TASK
Reproduce, character for character, the entries from their opening line through the line with "use crate::types::MetricsSnapshot;".

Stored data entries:

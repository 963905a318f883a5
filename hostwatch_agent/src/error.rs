//! Error types for the agent. None of these are fatal to the process.

use thiserror::Error;

/// A sensor query failed; the tick it belonged to is skipped.
#[derive(Debug, Error)]
pub enum SensorError {
    #[error("{query} query failed: {reason}")]
    Query { query: &'static str, reason: String },
    #[error("sensor task panicked during {0}")]
    Panicked(&'static str),
}

impl SensorError {
    pub fn query(query: &'static str, reason: impl Into<String>) -> Self {
        SensorError::Query {
            query,
            reason: reason.into(),
        }
    }
}

/// The viewer's push channel went away.
#[derive(Debug, Error)]
pub enum TransportError {
    #[error("viewer channel closed")]
    Closed,
    #[error("failed to encode event: {0}")]
    Encode(#[from] serde_json::Error),
}
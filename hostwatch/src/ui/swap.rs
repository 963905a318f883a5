//! Swap gauge.

use ratatui::{
    layout::Rect,
    style::{Color, Style},
    widgets::{Block, Borders, Gauge},
};

use crate::types::MetricsSnapshot;
use crate::ui::util::human;

pub fn draw_swap(f: &mut ratatui::Frame<'_>, area: Rect, m: Option<&MetricsSnapshot>) {
    let (used, total, pct) = match m {
        Some(mm) => {
            let (used, total) = (mm.memory.swap_used_bytes, mm.memory.swap_total_bytes);
            let pct = if total > 0 {
                (used as f64 / total as f64 * 100.0).min(100.0) as u16
            } else {
                0
            };
            (used, total, pct)
        }
        None => (0, 0, 0),
    };

    let g = Gauge::default()
        .block(Block::default().borders(Borders::ALL).title("Swap"))
        .gauge_style(Style::default().fg(Color::Yellow))
        .percent(pct)
        .label(format!("{} / {}", human(used), human(total)));
    f.render_widget(g, area);
}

TASK SOLUTION
repository 963905a318f883a5
filename hostwatch_agent/src/error.rs
//! Error types for the agent. None of these are fatal to the process.

use thiserror::Error;

/// A sensor query failed; the tick it belonged to is skipped.
#[derive(Debug, Error)]
pub enum SensorError {
    #[error("{query} query failed: {reason}")]
    Query { query: &'static str, reason: String },
    #[error("sensor task panicked during {0}")]
    Panicked(&'static str),
}

impl SensorError {
    pub fn query(query: &'static str, reason: impl Into<String>) -> Self {
        SensorError::Query {
            query,
            reason: reason.into(),
        }
    }
}

/// The viewer's push channel went away.
#[derive(Debug, Error)]
pub enum TransportError {
    #[error("viewer channel closed")]
    Closed,
    #[error("failed to encode event: {0}")]
    Encode(#[from] serde_json::Error),
}
filename hostwatch/src/ui/swap.rs
repository 963905a318f883a5
//! Swap gauge.

use ratatui::{
    layout::Rect,
    style::{Color, Style},
    widgets::{Block, Borders, Gauge},
};

use crate::types::MetricsSnapshot;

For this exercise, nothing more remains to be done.